- Born: 1960 Amami, Kagoshima, Japan
- Education: Shibaura Institute of Technology
- Occupation: Architect
- Awards: AR Emerging Architecture Awards 2004 LEAF Award 2013 International Architecture Awards 2014 Japan Institute of Architects Awards 2013 ARCASIA Awards for Architecture 2015 Japan Concrete Institute Awards 2016 The ACI Excellence in Concrete Construction Awards 2017 fib Awards for Outstanding Concrete Structures 2018 Asia Pacific Property Awards 2019
- Practice: Atelier TEKUTO
- Buildings: Cell Bricks Crystal Bricks Lucky Drops Magritte's Reflection of Mineral Earth Bricks Boundary House Monoclinic R-torso-C Nest at Amami Beach Villas
- Website: www.tekuto.com/en/

= Yasuhiro Yamashita (architect) =

Yasuhiro Yamashita (山下 保博, Yasuhiro Yamashita) is a Japanese architect and founder of the architecture firm Atelier TEKUTO. He has received various architectural awards for his urban micro-house designs, disaster relief projects and creative use of materials and construction methods.

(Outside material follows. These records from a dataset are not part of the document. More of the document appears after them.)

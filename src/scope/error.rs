use thiserror::Error;

#[derive(Error, Debug, Clone, PartialEq, Eq)]
pub enum ScopeError {
    #[error("Invalid field name: {0}")]
    InvalidField(String),

    #[error("Record body must be a JSON object")]
    NotAnObject,
}

/// Record-level outcome shared by "no such id" and "id belongs to another
/// tenant". The two cases are indistinguishable by construction.
#[derive(Error, Debug, Clone, PartialEq, Eq)]
pub enum RecordError {
    #[error("Record not found")]
    NotFound,
}
use std::collections::{BTreeMap, BTreeSet};

use chrono::{DateTime, Utc};
use serde::{Deserialize, Serialize};
use uuid::Uuid;

use crate::auth::{Permission, Principal, Role};

#[derive(Debug, Clone, Default, PartialEq, Serialize, Deserialize)]
#[serde(rename_all = "camelCase")]
pub struct UserProfile {
    #[serde(default)]
    pub name: String,
    #[serde(default)]
    pub phone: String,
    #[serde(default)]
    pub avatar: Option<String>,
}

/// Stored operator account. `password_hash` never leaves the process.
#[derive(Debug, Clone, PartialEq, Serialize, Deserialize)]
#[serde(rename_all = "camelCase")]
pub struct User {
    pub id: Uuid,
    pub username: String,
    pub email: String,
    #[serde(skip_serializing, default)]
    pub password_hash: String,
    pub role: Role,
    pub organization_id: Option<String>,
    pub permissions: BTreeSet<Permission>,
    pub profile: UserProfile,
    pub is_active: bool,
    pub last_login: Option<DateTime<Utc>>,
    pub created_at: DateTime<Utc>,
    pub updated_at: DateTime<Utc>,
}

impl User {
    pub fn principal(&self) -> Principal {
        Principal {
            subject_id: self.id.to_string(),
            email: self.email.clone(),
            role: self.role,
            organization_id: self.organization_id.clone(),
            permissions: self.permissions.clone(),
        }
    }
}

#[derive(Debug, Clone, Deserialize)]
#[serde(rename_all = "camelCase")]
pub struct NewUser {
    #[serde(default)]
    pub username: Option<String>,
    pub email: String,
    pub password: String,
    #[serde(default)]
    pub role: Option<Role>,
    #[serde(default)]
    pub organization_id: Option<String>,
    #[serde(default)]
    pub permissions: Option<BTreeSet<Permission>>,
    #[serde(default)]
    pub name: Option<String>,
    #[serde(default)]
    pub phone: Option<String>,
    #[serde(default)]
    pub avatar: Option<String>,
    #[serde(default)]
    pub is_active: Option<bool>,
}

#[derive(Debug, Clone, Default, Deserialize)]
#[serde(rename_all = "camelCase")]
pub struct UserUpdate {
    #[serde(default)]
    pub username: Option<String>,
    #[serde(default)]
    pub email: Option<String>,
    #[serde(default)]
    pub password: Option<String>,
    #[serde(default)]
    pub role: Option<Role>,
    #[serde(default)]
    pub organization_id: Option<String>,
    #[serde(default)]
    pub permissions: Option<BTreeSet<Permission>>,
    #[serde(default)]
    pub profile: Option<UserProfile>,
    #[serde(default)]
    pub is_active: Option<bool>,
}

#[derive(Debug, Clone, Default, Deserialize)]
#[serde(rename_all = "camelCase")]
pub struct UserQuery {
    #[serde(default)]
    pub organization_id: Option<String>,
    #[serde(default)]
    pub role: Option<Role>,
    #[serde(default)]
    pub page: Option<usize>,
    #[serde(default)]
    pub limit: Option<usize>,
}

impl UserQuery {
    pub const DEFAULT_LIMIT: usize = 50;
    pub const MAX_LIMIT: usize = 500;

    pub fn page(&self) -> usize {
        self.page.unwrap_or(1).max(1)
    }

    pub fn limit(&self) -> usize {
        self.limit.unwrap_or(Self::DEFAULT_LIMIT).clamp(1, Self::MAX_LIMIT)
    }

    pub fn offset(&self) -> usize {
        (self.page() - 1).saturating_mul(self.limit())
    }

    pub fn matches(&self, user: &User) -> bool {
        self.organization_id
            .as_deref()
            .map_or(true, |org| user.organization_id.as_deref() == Some(org))
            && self.role.map_or(true, |role| user.role == role)
    }
}

#[derive(Debug, Clone, PartialEq, Eq, Serialize)]
#[serde(rename_all = "camelCase")]
pub struct RoleStats {
    pub role: Role,
    pub count: usize,
    pub active: usize,
}

pub fn role_stats<'a>(users: impl IntoIterator<Item = &'a User>) -> Vec<RoleStats> {
    let mut counts: BTreeMap<Role, (usize, usize)> = BTreeMap::new();
    for user in users {
        let (count, active) = counts.entry(user.role).or_default();
        *count += 1;
        if user.is_active {
            *active += 1;
        }
    }
    counts
        .into_iter()
        .map(|(role, (count, active))| RoleStats { role, count, active })
        .collect()
}
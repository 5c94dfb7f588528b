use std::sync::Arc;

use argon2::password_hash::rand_core::OsRng;
use argon2::password_hash::SaltString;
use argon2::{Argon2, PasswordHash, PasswordHasher, PasswordVerifier};
use chrono::Utc;
use thiserror::Error;
use tracing::{debug, warn};

use super::principal::Principal;
use crate::database::{StoreError, UserStore};

#[derive(Debug, Error)]
pub enum CredentialError {
    #[error("Password hashing failed: {0}")]
    Hashing(String),

    #[error(transparent)]
    Store(#[from] StoreError),
}

/// Argon2id PHC string for `password`.
pub fn hash_password(password: &str) -> Result<String, CredentialError> {
    let salt = SaltString::generate(&mut OsRng);
    Argon2::default()
        .hash_password(password.as_bytes(), &salt)
        .map(|hash| hash.to_string())
        .map_err(|e| CredentialError::Hashing(e.to_string()))
}

/// A malformed stored hash verifies as false.
pub fn verify_password(password: &str, hash: &str) -> bool {
    let parsed = match PasswordHash::new(hash) {
        Ok(parsed) => parsed,
        Err(e) => {
            warn!("Stored password hash is malformed: {}", e);
            return false;
        }
    };
    Argon2::default().verify_password(password.as_bytes(), &parsed).is_ok()
}

/// Login lookup over the user store.
#[derive(Clone)]
pub struct CredentialStore {
    users: Arc<dyn UserStore>,
}

impl CredentialStore {
    pub fn new(users: Arc<dyn UserStore>) -> Self {
        Self { users }
    }

    /// `identifier` matches either email or username. Unknown users, wrong
    /// secrets and deactivated accounts all come back as `None`.
    pub async fn authenticate(&self, identifier: &str, secret: &str) -> Result<Option<Principal>, CredentialError> {
        let identifier = identifier.trim();
        if identifier.is_empty() || secret.is_empty() {
            return Ok(None);
        }

        let Some(mut user) = self.users.find_by_identifier(identifier).await? else {
            debug!("Login for unknown identifier");
            return Ok(None);
        };

        if !verify_password(secret, &user.password_hash) || !user.is_active {
            return Ok(None);
        }

        user.last_login = Some(Utc::now());
        self.users.replace(&user).await?;

        Ok(Some(user.principal()))
    }
}
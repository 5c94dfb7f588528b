// handlers/elevated/users.rs - /api/super-admin/users

use axum::extract::{rejection::JsonRejection, Path, Query, State};
use axum::Json;
use serde_json::{json, Value};
use uuid::Uuid;

use crate::app::AppState;
use crate::database::models::{NewUser, User, UserQuery, UserUpdate};
use crate::error::ApiError;
use crate::middleware::{ApiResponse, ApiResult};
use crate::services::UserPage;

/// GET /api/super-admin/users?organizationId=&role=&page=&limit=
pub async fn list(State(state): State<AppState>, Query(query): Query<UserQuery>) -> ApiResult<UserPage> {
    Ok(ApiResponse::success(state.users.list(&query).await?))
}

pub async fn create(
    State(state): State<AppState>,
    payload: Result<Json<NewUser>, JsonRejection>,
) -> ApiResult<User> {
    let Json(request) = payload?;
    let user = state.users.create(request).await?;
    Ok(ApiResponse::created(user).with_message("User created successfully."))
}

pub async fn show(State(state): State<AppState>, Path(user_id): Path<String>) -> ApiResult<User> {
    let id = parse_user_id(&user_id)?;
    Ok(ApiResponse::success(state.users.get(id).await?))
}

/// PUT /api/super-admin/users/:user_id - a role change resets permissions
/// unless new ones are supplied
pub async fn update(
    State(state): State<AppState>,
    Path(user_id): Path<String>,
    payload: Result<Json<UserUpdate>, JsonRejection>,
) -> ApiResult<User> {
    let id = parse_user_id(&user_id)?;
    let Json(changes) = payload?;
    let user = state.users.update(id, changes).await?;
    Ok(ApiResponse::success(user).with_message("User updated successfully."))
}

pub async fn remove(State(state): State<AppState>, Path(user_id): Path<String>) -> ApiResult<Value> {
    let id = parse_user_id(&user_id)?;
    state.users.delete(id).await?;
    Ok(ApiResponse::success(json!({ "id": id })).with_message("User deleted successfully."))
}

pub async fn toggle_status(State(state): State<AppState>, Path(user_id): Path<String>) -> ApiResult<User> {
    let id = parse_user_id(&user_id)?;
    let user = state.users.toggle_status(id).await?;
    let message = if user.is_active {
        "User activated successfully."
    } else {
        "User deactivated successfully."
    };
    Ok(ApiResponse::success(user).with_message(message))
}

fn parse_user_id(raw: &str) -> Result<Uuid, ApiError> {
    Uuid::parse_str(raw).map_err(|_| ApiError::bad_request(format!("Invalid user id: {}", raw)))
}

== Early life and education ==
Yamashita was born on 26 April 1960 in Amami Oshima, a subtropical island in the southern part of Japan. After obtaining a master's degree in architecture from Shibaura Institute of Technology, he worked at several architectural practices before founding his own firm Atelier TEKUTO in 1991.

== Career ==
In 2004, Yamashita received the AR Emerging Architecture Award for Cell Bricks, an urban micro-house in Tokyo. The same year, he won an international competition to design Busan Eco-Center (Nakdong Estuary Eco-Center), a museum dedicated to the conservation of the local waterbirds and environment, in Busan, Korea.

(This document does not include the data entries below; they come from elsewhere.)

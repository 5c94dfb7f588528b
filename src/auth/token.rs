use std::collections::{BTreeSet, HashMap};
use std::sync::{Arc, RwLock};

use chrono::{Duration, Utc};
use jsonwebtoken::errors::ErrorKind;
use jsonwebtoken::{decode, encode, Algorithm, DecodingKey, EncodingKey, Header, Validation};
use serde::{Deserialize, Serialize};
use thiserror::Error;
use uuid::Uuid;

use super::principal::{Permission, Principal, Role};
use crate::config::SecurityConfig;

/// Signed claim bundle carried by every access token.
#[derive(Debug, Clone, PartialEq, Eq, Serialize, Deserialize)]
pub struct Claims {
    pub sub: String,
    pub email: String,
    pub role: Role,
    #[serde(default, rename = "organizationId")]
    pub organization_id: Option<String>,
    pub permissions: BTreeSet<Permission>,
    pub iat: i64,
    pub exp: i64,
    pub jti: String,
}

impl Claims {
    fn new(principal: &Principal, ttl: Duration) -> Self {
        let now = Utc::now();
        Self {
            sub: principal.subject_id.clone(),
            email: principal.email.clone(),
            role: principal.role,
            organization_id: principal.organization_id.clone(),
            permissions: principal.permissions.clone(),
            iat: now.timestamp(),
            exp: (now + ttl).timestamp(),
            jti: Uuid::new_v4().to_string(),
        }
    }

    pub fn principal(&self) -> Principal {
        Principal {
            subject_id: self.sub.clone(),
            email: self.email.clone(),
            role: self.role,
            organization_id: self.organization_id.clone(),
            permissions: self.permissions.clone(),
        }
    }
}

#[derive(Debug, Clone, PartialEq, Eq, Error)]
pub enum TokenError {
    #[error("Malformed token")]
    Malformed,

    #[error("Token signature is invalid")]
    SignatureInvalid,

    #[error("Token has expired")]
    Expired,

    #[error("Token has been revoked")]
    Revoked,

    #[error("Token signing failed: {0}")]
    Signing(String),
}

impl From<jsonwebtoken::errors::Error> for TokenError {
    fn from(err: jsonwebtoken::errors::Error) -> Self {
        match err.kind() {
            ErrorKind::ExpiredSignature => TokenError::Expired,
            ErrorKind::InvalidSignature => TokenError::SignatureInvalid,
            _ => TokenError::Malformed,
        }
    }
}

/// Collaborator consulted after a token's signature and expiry check out.
pub trait RevocationCheck: Send + Sync {
    fn is_revoked(&self, jti: &str) -> bool;
}

/// In-process revocation list keyed by token id. Entries are kept until the
/// token would have expired anyway.
#[derive(Debug, Default)]
pub struct RevocationList {
    revoked: RwLock<HashMap<String, i64>>,
}

impl RevocationList {
    pub fn new() -> Self {
        Self::default()
    }

    pub fn revoke(&self, jti: &str, exp: i64) {
        let mut revoked = self.revoked.write().unwrap_or_else(|e| e.into_inner());
        let now = Utc::now().timestamp();
        revoked.retain(|_, until| *until >= now);
        revoked.insert(jti.to_string(), exp);
    }

    pub fn len(&self) -> usize {
        self.revoked.read().unwrap_or_else(|e| e.into_inner()).len()
    }

    pub fn is_empty(&self) -> bool {
        self.len() == 0
    }
}

impl RevocationCheck for RevocationList {
    fn is_revoked(&self, jti: &str) -> bool {
        self.revoked
            .read()
            .unwrap_or_else(|e| e.into_inner())
            .contains_key(jti)
    }
}

/// HS256 token codec over a process-wide secret.
///
/// Signature verification goes through `jsonwebtoken`'s HMAC verify, which
/// compares tags in constant time.
#[derive(Clone)]
pub struct TokenCodec {
    encoding: EncodingKey,
    decoding: DecodingKey,
    validation: Validation,
    ttl: Duration,
    revocations: Option<Arc<dyn RevocationCheck>>,
}

impl std::fmt::Debug for TokenCodec {
    fn fmt(&self, f: &mut std::fmt::Formatter<'_>) -> std::fmt::Result {
        f.debug_struct("TokenCodec")
            .field("ttl", &self.ttl)
            .field("revocations", &self.revocations.is_some())
            .finish_non_exhaustive()
    }
}

impl TokenCodec {
    pub fn new(secret: &str, ttl: Duration) -> Result<Self, TokenError> {
        if secret.is_empty() {
            return Err(TokenError::Signing("JWT secret not configured".to_string()));
        }

        let mut validation = Validation::new(Algorithm::HS256);
        validation.leeway = 0;
        validation.validate_exp = true;
        validation.set_required_spec_claims(&["exp", "iat", "sub"]);

        Ok(Self {
            encoding: EncodingKey::from_secret(secret.as_bytes()),
            decoding: DecodingKey::from_secret(secret.as_bytes()),
            validation,
            ttl,
            revocations: None,
        })
    }

    pub fn from_config(security: &SecurityConfig) -> Result<Self, TokenError> {
        Self::new(&security.jwt_secret, Duration::seconds(security.token_ttl_secs as i64))
    }

    pub fn with_revocation(mut self, check: Arc<dyn RevocationCheck>) -> Self {
        self.revocations = Some(check);
        self
    }

    pub fn ttl(&self) -> Duration {
        self.ttl
    }

    pub fn issue(&self, principal: &Principal) -> Result<String, TokenError> {
        self.issue_with_ttl(principal, self.ttl)
    }

    pub fn issue_with_ttl(&self, principal: &Principal, ttl: Duration) -> Result<String, TokenError> {
        if !principal.is_well_formed() {
            return Err(TokenError::Signing(format!(
                "role '{}' is inconsistent with its organization binding",
                principal.role
            )));
        }

        let claims = Claims::new(principal, ttl);
        encode(&Header::new(Algorithm::HS256), &claims, &self.encoding)
            .map_err(|e| TokenError::Signing(e.to_string()))
    }

    /// Verify signature, expiry and structure, then consult the revocation list.
    pub fn verify(&self, token: &str) -> Result<Claims, TokenError> {
        let data = decode::<Claims>(token, &self.decoding, &self.validation)?;
        let claims = data.claims;

        if !claims.principal().is_well_formed() {
            tracing::warn!("Rejecting token {} with inconsistent role/organization claims", claims.jti);
            return Err(TokenError::Malformed);
        }

        if let Some(revocations) = &self.revocations {
            if revocations.is_revoked(&claims.jti) {
                return Err(TokenError::Revoked);
            }
        }

        Ok(claims)
    }
}

/// Pull the bearer credential out of an `Authorization` header value.
pub fn bearer_token(header_value: &str) -> Option<&str> {
    let token = header_value.strip_prefix("Bearer ")?.trim();
    if token.is_empty() {
        None
    } else {
        Some(token)
    }
}
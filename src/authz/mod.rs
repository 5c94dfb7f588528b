// Authorization evaluator
//
// An explicit ordered pipeline of decision stages. Each request is evaluated
// from scratch: token, tenant and organization are never cached.

pub mod error;
pub mod pipeline;
pub mod policy;
pub mod stages;

use std::sync::Arc;

pub use error::{AccessError, AuthzError};
pub use pipeline::{AuthzContext, AuthzPipeline, Decision, Outcome, Stage, StageFlow, TokenRef};
pub use policy::RoutePolicy;

use crate::auth::TokenCodec;
use crate::services::OrganizationRegistry;
use crate::tenant::RequestSignals;

#[derive(Clone)]
pub struct AuthorizationEvaluator {
    codec: TokenCodec,
    registry: OrganizationRegistry,
    pipeline: Arc<AuthzPipeline>,
}

impl AuthorizationEvaluator {
    pub fn new(codec: TokenCodec, registry: OrganizationRegistry) -> Self {
        let mut pipeline = AuthzPipeline::new();
        for stage in stages::standard_stages() {
            pipeline.register(stage);
        }
        Self::with_pipeline(codec, registry, pipeline)
    }

    pub fn with_pipeline(codec: TokenCodec, registry: OrganizationRegistry, pipeline: AuthzPipeline) -> Self {
        Self {
            codec,
            registry,
            pipeline: Arc::new(pipeline),
        }
    }

    pub fn codec(&self) -> &TokenCodec {
        &self.codec
    }

    pub fn stage_names(&self) -> Vec<&'static str> {
        self.pipeline.stage_names()
    }

    pub async fn evaluate(
        &self,
        signals: &RequestSignals,
        bearer: Option<&str>,
        policy: &RoutePolicy,
    ) -> Result<Outcome, AccessError> {
        let mut ctx = AuthzContext::new(signals, bearer, policy, &self.codec, &self.registry);
        self.pipeline.evaluate(&mut ctx).await
    }
}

Ever since the Great Hanshin earthquake in 1995, Yamashita has been actively engaged in disaster relief activities. In the wake of the Tohoku Earthquake in 2011, he designed a community home named "Home-for-All for Fishermen in Kamaishi" together with Toyo Ito & Associates.

In 2013, he won the design competition for a post-disaster public housing in Kamaishi, Iwate, under the name of TeMaLi Architects. The housing project was awarded the LEAF Awards 2013, along with two other projects of Yamashita (Boundary House and Emergency Supply Warehouse).

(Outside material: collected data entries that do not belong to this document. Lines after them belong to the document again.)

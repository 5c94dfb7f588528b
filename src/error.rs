// HTTP API Error Types
use axum::extract::rejection::JsonRejection;
use axum::{http::StatusCode, response::IntoResponse, Json};
use serde_json::{json, Value};
use std::collections::HashMap;

use crate::auth::{CredentialError, TokenError};
use crate::authz::{AccessError, AuthzError};
use crate::database::StoreError;
use crate::scope::{RecordError, ScopeError};
use crate::services::{OrgError, UserError};
use crate::tenant::TenantError;

/// HTTP API error with appropriate status codes and client-friendly messages
#[derive(Debug)]
pub enum ApiError {
    // 400 Bad Request
    BadRequest(String),
    ValidationError {
        message: String,
        field_errors: Option<HashMap<String, String>>,
    },
    InvalidJson(String),
    MissingTenantContext(String),

    // 401 Unauthorized
    Unauthorized(String),

    // 403 Forbidden
    Forbidden { message: String, code: &'static str },

    // 404 Not Found
    NotFound(String),

    // 409 Conflict
    Conflict(String),

    // 500 Internal Server Error
    InternalServerError(String),

    // 503 Service Unavailable
    ServiceUnavailable(String),
}

impl ApiError {
    /// Get HTTP status code
    pub fn status_code(&self) -> StatusCode {
        match self {
            ApiError::BadRequest(_) => StatusCode::BAD_REQUEST,
            ApiError::ValidationError { .. } => StatusCode::BAD_REQUEST,
            ApiError::InvalidJson(_) => StatusCode::BAD_REQUEST,
            ApiError::MissingTenantContext(_) => StatusCode::BAD_REQUEST,
            ApiError::Unauthorized(_) => StatusCode::UNAUTHORIZED,
            ApiError::Forbidden { .. } => StatusCode::FORBIDDEN,
            ApiError::NotFound(_) => StatusCode::NOT_FOUND,
            ApiError::Conflict(_) => StatusCode::CONFLICT,
            ApiError::InternalServerError(_) => StatusCode::INTERNAL_SERVER_ERROR,
            ApiError::ServiceUnavailable(_) => StatusCode::SERVICE_UNAVAILABLE,
        }
    }

    /// Get client-safe error message
    pub fn message(&self) -> &str {
        match self {
            ApiError::BadRequest(msg) => msg,
            ApiError::ValidationError { message, .. } => message,
            ApiError::InvalidJson(msg) => msg,
            ApiError::MissingTenantContext(msg) => msg,
            ApiError::Unauthorized(msg) => msg,
            ApiError::Forbidden { message, .. } => message,
            ApiError::NotFound(msg) => msg,
            ApiError::Conflict(msg) => msg,
            ApiError::InternalServerError(msg) => msg,
            ApiError::ServiceUnavailable(msg) => msg,
        }
    }

    /// Get error code for client handling
    pub fn error_code(&self) -> &'static str {
        match self {
            ApiError::BadRequest(_) => "BAD_REQUEST",
            ApiError::ValidationError { .. } => "VALIDATION_ERROR",
            ApiError::InvalidJson(_) => "INVALID_JSON",
            ApiError::MissingTenantContext(_) => "MISSING_TENANT_CONTEXT",
            ApiError::Unauthorized(_) => "UNAUTHORIZED",
            ApiError::Forbidden { code, .. } => *code,
            ApiError::NotFound(_) => "NOT_FOUND",
            ApiError::Conflict(_) => "CONFLICT",
            ApiError::InternalServerError(_) => "INTERNAL_SERVER_ERROR",
            ApiError::ServiceUnavailable(_) => "SERVICE_UNAVAILABLE",
        }
    }

    /// Convert to JSON response body
    pub fn to_json(&self) -> Value {
        let mut body = json!({
            "success": false,
            "error": self.message(),
            "code": self.error_code()
        });
        if let ApiError::ValidationError {
            field_errors: Some(field_errors),
            ..
        } = self
        {
            body["fieldErrors"] = json!(field_errors);
        }
        body
    }
}

impl ApiError {
    pub fn bad_request(message: impl Into<String>) -> Self {
        ApiError::BadRequest(message.into())
    }

    pub fn validation_error(message: impl Into<String>, field_errors: Option<HashMap<String, String>>) -> Self {
        ApiError::ValidationError {
            message: message.into(),
            field_errors,
        }
    }

    /// Single required field missing or empty.
    pub fn required(field: &str) -> Self {
        let mut field_errors = HashMap::new();
        field_errors.insert(field.to_string(), "This field is required".to_string());
        ApiError::validation_error(format!("{} is required", field), Some(field_errors))
    }

    pub fn unauthorized(message: impl Into<String>) -> Self {
        ApiError::Unauthorized(message.into())
    }

    pub fn not_found(message: impl Into<String>) -> Self {
        ApiError::NotFound(message.into())
    }

    pub fn conflict(message: impl Into<String>) -> Self {
        ApiError::Conflict(message.into())
    }

    pub fn internal_server_error(message: impl Into<String>) -> Self {
        ApiError::InternalServerError(message.into())
    }
}

impl From<TokenError> for ApiError {
    fn from(err: TokenError) -> Self {
        match err {
            TokenError::Signing(msg) => {
                tracing::error!("Token signing failed: {}", msg);
                ApiError::internal_server_error("Failed to issue access token")
            }
            other => ApiError::unauthorized(AuthzError::Unauthenticated(Some(other)).to_string()),
        }
    }
}

impl From<AuthzError> for ApiError {
    fn from(err: AuthzError) -> Self {
        let code = match &err {
            AuthzError::Unauthenticated(_) => return ApiError::unauthorized(err.to_string()),
            AuthzError::SuperAdminRequired => "SUPER_ADMIN_REQUIRED",
            AuthzError::CrossTenantForbidden => "CROSS_TENANT_FORBIDDEN",
            AuthzError::MissingPermission(_) => "MISSING_PERMISSION",
            AuthzError::FeatureNotEntitled(_) => "FEATURE_NOT_ENTITLED",
        };
        ApiError::Forbidden {
            message: err.to_string(),
            code,
        }
    }
}

impl From<TenantError> for ApiError {
    fn from(err: TenantError) -> Self {
        ApiError::MissingTenantContext(err.to_string())
    }
}

impl From<OrgError> for ApiError {
    fn from(err: OrgError) -> Self {
        match err {
            OrgError::NotFound(_) => ApiError::not_found("Organization not found"),
            OrgError::Inactive(_) => ApiError::Forbidden {
                message: "Organization subscription is inactive or expired".to_string(),
                code: "ORGANIZATION_INACTIVE",
            },
            OrgError::AlreadyExists(_) => ApiError::conflict("Organization already exists"),
            OrgError::DomainTaken(domain) => ApiError::conflict(format!("Domain '{}' is already in use", domain)),
            OrgError::Invalid(msg) => ApiError::validation_error(msg, None),
            OrgError::Storage(msg) => {
                tracing::error!("Organization storage error: {}", msg);
                ApiError::internal_server_error("An error occurred while processing your request")
            }
        }
    }
}

impl From<AccessError> for ApiError {
    fn from(err: AccessError) -> Self {
        match err {
            AccessError::Authz(e) => e.into(),
            AccessError::Tenant(e) => e.into(),
            AccessError::Organization(e) => e.into(),
        }
    }
}

impl From<UserError> for ApiError {
    fn from(err: UserError) -> Self {
        match err {
            UserError::NotFound(_) => ApiError::not_found("User not found"),
            UserError::AlreadyExists => ApiError::conflict("Email or username already exists"),
            UserError::Invalid(msg) => ApiError::validation_error(msg, None),
            UserError::Storage(msg) => {
                tracing::error!("User storage error: {}", msg);
                ApiError::internal_server_error("An error occurred while processing your request")
            }
        }
    }
}

impl From<CredentialError> for ApiError {
    fn from(err: CredentialError) -> Self {
        tracing::error!("Credential lookup failed: {}", err);
        ApiError::internal_server_error("An error occurred while processing your request")
    }
}

impl From<RecordError> for ApiError {
    fn from(err: RecordError) -> Self {
        ApiError::not_found(err.to_string())
    }
}

impl From<ScopeError> for ApiError {
    fn from(err: ScopeError) -> Self {
        ApiError::bad_request(err.to_string())
    }
}

impl From<StoreError> for ApiError {
    fn from(err: StoreError) -> Self {
        match err {
            StoreError::Conflict(_) => ApiError::conflict("Record already exists"),
            StoreError::Backend(msg) => {
                // Don't expose storage internals to clients
                tracing::error!("Storage error: {}", msg);
                ApiError::internal_server_error("An error occurred while processing your request")
            }
        }
    }
}

impl From<JsonRejection> for ApiError {
    fn from(rejection: JsonRejection) -> Self {
        ApiError::InvalidJson(rejection.body_text())
    }
}

impl std::fmt::Display for ApiError {
    fn fmt(&self, f: &mut std::fmt::Formatter<'_>) -> std::fmt::Result {
        write!(f, "{}", self.message())
    }
}

impl std::error::Error for ApiError {}

impl IntoResponse for ApiError {
    fn into_response(self) -> axum::response::Response {
        (self.status_code(), Json(self.to_json())).into_response()
    }
}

He founded Regional Material Utilization Network in 2013, an institute that serves as a platform to utilize materials and construction methods of various regions in order to help boost the local economy and vitalize the community. SHIRASU concrete, a concrete that contains the deposit of pyroclastic flow of volcanic ash SHIRASU, amassed in Kagoshima Japan, as fine aggregate is one such material. R-torso-C, a private residence built with SHIRASU concrete gained both domestic and international acclaim, winning Japan Concrete Institute Awards, The ACI Excellence in Concrete Construction Awards, fib Awards for Outstanding Concrete Structure Awards.

Since 2014, Yamashita has been conducting a research on elderly facilities as a visiting professor at Kyushu University.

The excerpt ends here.